No more movement. No more scrambling. The truck was at a cockeyed stop, brakes hissing, that pungent rubber smell stinging her sinuses, her body flopping over one last time so that she was staring up at the undercarriage of the semi’s cargo bed.

Turning her head, she wiped the grit out of her eyes and followed the axle to the set of four tires that were eighteen inches from her torso. She was so close to them, she could see their braided tread, and she coughed at the smell of hot metal and motor oil.

“Take this back.”

She had no idea who was addressing her under the goddamn death truck—

“Kane?” she breathed as she focused on his dirt-smudged face.

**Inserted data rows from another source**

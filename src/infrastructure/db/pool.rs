use sqlx::postgres::{PgConnectOptions, PgPoolOptions};
use sqlx::{ConnectOptions, Pool, Postgres};
use std::str::FromStr;
use std::time::Duration;
use tracing::info;
use tracing::log::LevelFilter;

pub type DbPool = Pool<Postgres>;

pub async fn connect_to_db(connection_string: &str, max_connections: u32) -> Result<DbPool, sqlx::Error> {
    let options = PgConnectOptions::from_str(connection_string)?
        .log_statements(LevelFilter::Debug)
        .log_slow_statements(LevelFilter::Warn, Duration::from_secs(2));

    let pool = PgPoolOptions::new()
        .max_connections(max_connections)
        .min_connections(1)
        .acquire_timeout(Duration::from_secs(5))
        .idle_timeout(Duration::from_secs(600))
        .connect_with(options)
        .await?;

    info!("✅ Connected to PostgreSQL");
    Ok(pool)
}

pub async fn run_migrations(pool: &DbPool) -> Result<(), sqlx::migrate::MigrateError> {
    sqlx::migrate!("./migrations").run(pool).await?;
    info!("✅ Database migrations applied");
    Ok(())
}
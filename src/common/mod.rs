pub mod digest;
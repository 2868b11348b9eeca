use redis::{Client, aio::MultiplexedConnection};
use tracing::info;

/// Shared Redis handle used by the cache, the asset lock and the list queue.
///
/// Non-blocking commands share one multiplexed connection (clones are
/// cheap and pipeline over the same socket). Blocking commands must use
/// `dedicated_conn` so they do not stall everybody else.
#[derive(Clone)]
pub struct RedisService {
    client: Client,
    shared: MultiplexedConnection,
}

impl RedisService {
    pub async fn new(connection_string: &str) -> Result<Self, redis::RedisError> {
        let client = Client::open(connection_string)?;
        let mut shared = client.get_multiplexed_async_connection().await?;

        let _pong: String = redis::cmd("PING").query_async(&mut shared).await?;

        info!("✅ Connected to Redis");
        Ok(Self { client, shared })
    }

    pub fn get_conn(&self) -> MultiplexedConnection {
        self.shared.clone()
    }

    pub async fn dedicated_conn(&self) -> Result<MultiplexedConnection, redis::RedisError> {
        self.client.get_multiplexed_async_connection().await
    }
}
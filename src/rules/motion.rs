//! Motion-triggered lighting

use super::handler::{MessageHandler, RuleContext, RuleOutcome};
use super::payloads::{decode_object, LampState, OccupancyEvent};
use crate::error::BridgeError;
use tracing::{debug, info};

/// Switches the lamp to follow occupancy unless the manual override is set
///
/// Override wins unconditionally. A reading without `occupancy` sends nothing.
pub struct MotionSensorRule;

impl MessageHandler for MotionSensorRule {
    fn name(&self) -> &'static str {
        "motion_sensor"
    }

    fn handle(&self, payload: &[u8], ctx: &RuleContext<'_>) -> Result<RuleOutcome, BridgeError> {
        let event: OccupancyEvent = decode_object(payload)?;

        if ctx.override_state.is_active() {
            info!(occupancy = ?event.occupancy, "Motion ignored, manual override active");
            return Ok(RuleOutcome::Ignored);
        }

        match event.occupancy {
            Some(occupied) => {
                let state = LampState::from(occupied);
                let outcome = ctx.send_lamp(state)?;
                info!("Sent {} command to {}", state, ctx.lamp_topic);
                Ok(outcome)
            }
            None => {
                debug!("Motion reading without occupancy, nothing to do");
                Ok(RuleOutcome::Skipped)
            }
        }
    }
}

/// Logs readings from the test sensor and never acts on them
pub struct MotionLogRule;

impl MessageHandler for MotionLogRule {
    fn name(&self) -> &'static str {
        "motion_sensor_test"
    }

    fn handle(&self, payload: &[u8], _ctx: &RuleContext<'_>) -> Result<RuleOutcome, BridgeError> {
        let event: OccupancyEvent = decode_object(payload)?;
        info!(occupancy = ?event.occupancy, "Test motion sensor reading");
        Ok(RuleOutcome::Observed)
    }
}
//! Dispatch boundary
//!
//! Every inbound message is written to the activity log first, then routed.
//! Handler errors stop here: they are logged once and the session moves on to
//! the next message.

use crate::mqtt::message::BusMessage;
use crate::mqtt::publisher::Publisher;
use crate::rules::{OverrideState, RuleContext, RuleOutcome, TopicRouter};
use std::sync::Arc;
use tracing::{debug, error, info};

/// Target of the per-message activity records
pub const ACTIVITY_TARGET: &str = "activity";

pub struct Dispatcher {
    router: TopicRouter,
    publisher: Arc<dyn Publisher>,
    override_state: OverrideState,
    lamp_topic: String,
}

impl Dispatcher {
    pub fn new(
        router: TopicRouter,
        publisher: Arc<dyn Publisher>,
        override_state: OverrideState,
        lamp_topic: impl Into<String>,
    ) -> Self {
        Self {
            router,
            publisher,
            override_state,
            lamp_topic: lamp_topic.into(),
        }
    }

    #[cfg(test)]
    pub fn override_state(&self) -> &OverrideState {
        &self.override_state
    }

    /// Logs, routes and runs the matching rule
    ///
    /// Returns the rule's outcome, or `None` when no rule matched or the rule
    /// failed. Never panics on bad input.
    pub fn dispatch(&self, msg: &BusMessage) -> Option<RuleOutcome> {
        info!(
            target: ACTIVITY_TARGET,
            timestamp = %msg.timestamp.format("%Y-%m-%d %H:%M:%S"),
            topic = %msg.topic,
            payload = %msg.payload_text(),
            "message received"
        );

        let Some(handler) = self.router.route(&msg.topic) else {
            debug!("No rule for {}", msg.topic);
            return None;
        };

        let ctx = RuleContext {
            publisher: self.publisher.as_ref(),
            override_state: &self.override_state,
            lamp_topic: &self.lamp_topic,
        };

        match handler.handle(&msg.payload, &ctx) {
            Ok(outcome) => {
                debug!(rule = handler.name(), "{} -> {}", msg.topic, outcome);
                Some(outcome)
            }
            Err(e) => {
                error!(rule = handler.name(), topic = %msg.topic, "Rule failed: {}", e);
                None
            }
        }
    }
}
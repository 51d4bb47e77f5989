//! Outbound side of the session

use crate::error::BridgeError;
use rumqttc::{AsyncClient, QoS};

/// Fire-and-forget publish seam used by the rules
///
/// Implementations must not wait for a broker acknowledgement; an `Err` means
/// the transport refused to queue the message.
pub trait Publisher: Send + Sync {
    fn publish(&self, topic: &str, payload: Vec<u8>) -> Result<(), BridgeError>;
}

impl Publisher for AsyncClient {
    fn publish(&self, topic: &str, payload: Vec<u8>) -> Result<(), BridgeError> {
        self.try_publish(topic, QoS::AtMostOnce, false, payload)?;
        Ok(())
    }
}
//! Exact-match topic table

use super::button::ShinyButtonRule;
use super::devices::DeviceInfoRule;
use super::handler::MessageHandler;
use super::motion::{MotionLogRule, MotionSensorRule};
use crate::config::TopicConfig;
use std::collections::HashMap;
use tracing::debug;

/// Maps a topic to at most one handler
///
/// Lookup is case-sensitive string equality. Wildcards in the table are plain
/// characters, not patterns.
#[derive(Default)]
pub struct TopicRouter {
    routes: HashMap<String, Box<dyn MessageHandler>>,
}

impl TopicRouter {
    pub fn new() -> Self {
        Self::default()
    }

    /// Builds the fixed rule table from the configured topics
    pub fn from_topics(topics: &TopicConfig) -> Self {
        let mut router = Self::new();
        router.register(&topics.motion_living_room, Box::new(MotionSensorRule));
        router.register(&topics.shiny_button, Box::new(ShinyButtonRule));
        router.register(&topics.device_info, Box::new(DeviceInfoRule));
        router.register(&topics.motion_test, Box::new(MotionLogRule));
        router
    }

    /// Binds `handler` to `topic`, replacing any previous binding
    pub fn register(&mut self, topic: &str, handler: Box<dyn MessageHandler>) {
        debug!("Routing {} -> {}", topic, handler.name());
        self.routes.insert(topic.to_string(), handler);
    }

    pub fn route(&self, topic: &str) -> Option<&dyn MessageHandler> {
        self.routes.get(topic).map(|h| h.as_ref())
    }

    pub fn len(&self) -> usize {
        self.routes.len()
    }
}

#[cfg(test)]
mod tests {
    use super::*;

    #[test]
    fn configured_topics_reach_their_rules() {
        let topics = TopicConfig::default();
        let router = TopicRouter::from_topics(&topics);

        assert_eq!(router.len(), 4);
        assert_eq!(router.route(&topics.motion_living_room).unwrap().name(), "motion_sensor");
        assert_eq!(router.route(&topics.shiny_button).unwrap().name(), "shiny_button");
        assert_eq!(router.route(&topics.device_info).unwrap().name(), "device_info");
        assert_eq!(router.route(&topics.motion_test).unwrap().name(), "motion_sensor_test");
    }

    #[test]
    fn matching_is_exact() {
        let router = TopicRouter::from_topics(&TopicConfig::default());

        assert!(router.route("zigbee2mqtt/#").is_none());
        assert!(router.route("zigbee2mqtt/SHINY_4_BUTTON").is_none());
        assert!(router.route("zigbee2mqtt/shiny_4_button/set").is_none());
        assert!(router.route("zigbee2mqtt/lamp_livingroom/set").is_none());
    }
}
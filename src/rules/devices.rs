//! Device registry snapshot printing

use super::handler::{MessageHandler, RuleContext, RuleOutcome};
use super::payloads::DeviceDescriptor;
use crate::error::BridgeError;
use std::fmt::Write;
use tracing::{error, info};

const HEADER: &str = "--- Zigbee Device Information ---";
const FOOTER: &str = "------------------------------------";

/// Logs a readable listing of the coordinator's device registry
///
/// Purely observational. Decode failures are reported here rather than at the
/// dispatch boundary, so this handler never returns an error.
pub struct DeviceInfoRule;

impl MessageHandler for DeviceInfoRule {
    fn name(&self) -> &'static str {
        "device_info"
    }

    fn handle(&self, payload: &[u8], _ctx: &RuleContext<'_>) -> Result<RuleOutcome, BridgeError> {
        let devices: Vec<DeviceDescriptor> = match serde_json::from_slice(payload) {
            Ok(devices) => devices,
            Err(e) => {
                error!("Could not decode device information JSON: {}", e);
                return Ok(RuleOutcome::Skipped);
            }
        };

        info!(devices = devices.len(), "\n{}", render_device_snapshot(&devices));
        Ok(RuleOutcome::Observed)
    }
}

/// Renders every device with a non-empty friendly name
pub fn render_device_snapshot(devices: &[DeviceDescriptor]) -> String {
    let mut out = String::new();
    let _ = writeln!(out, "{}", HEADER);
    for device in devices {
        let name = match device.friendly_name.as_deref() {
            Some(name) if !name.is_empty() => name,
            _ => continue,
        };
        let _ = writeln!(out, "  - Friendly Name: {}", name);
        if let Some(address) = &device.ieee_address {
            let _ = writeln!(out, "    IEEE Address: {}", address);
        }
        if let Some(definition) = &device.definition {
            if let Some(model) = &definition.model {
                let _ = writeln!(out, "    Model: {}", model);
            }
            if let Some(vendor) = &definition.vendor {
                let _ = writeln!(out, "    Vendor: {}", vendor);
            }
        }
    }
    let _ = write!(out, "{}", FOOTER);
    out
}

“Take this.” He pushed her gun at her. “You’re going to need it. Unless you can dematerialize?”

He was speaking softly and urgently, but her brain was just not working. She was pretty sure he was using English, right?

All the confusion got cleared up real fricking quick at the sound of the cab’s doors opening at the front of the semi. In the lee of the headlights that were streaming forward down the—wait, so they really were on a road? Like a proper road? And it was a three-laner.

“Where the hell are we?” she whispered as a pair of guards walked around and met each other at the truck’s front grille.

“There was nobody there,” one of them said as dust swirled around their dark shadows.

“I saw somebody in the headlights.”

“You’re out of your fucking mind.”

“You want to take the risk I’m right? After we blew the barricade into the roadway?”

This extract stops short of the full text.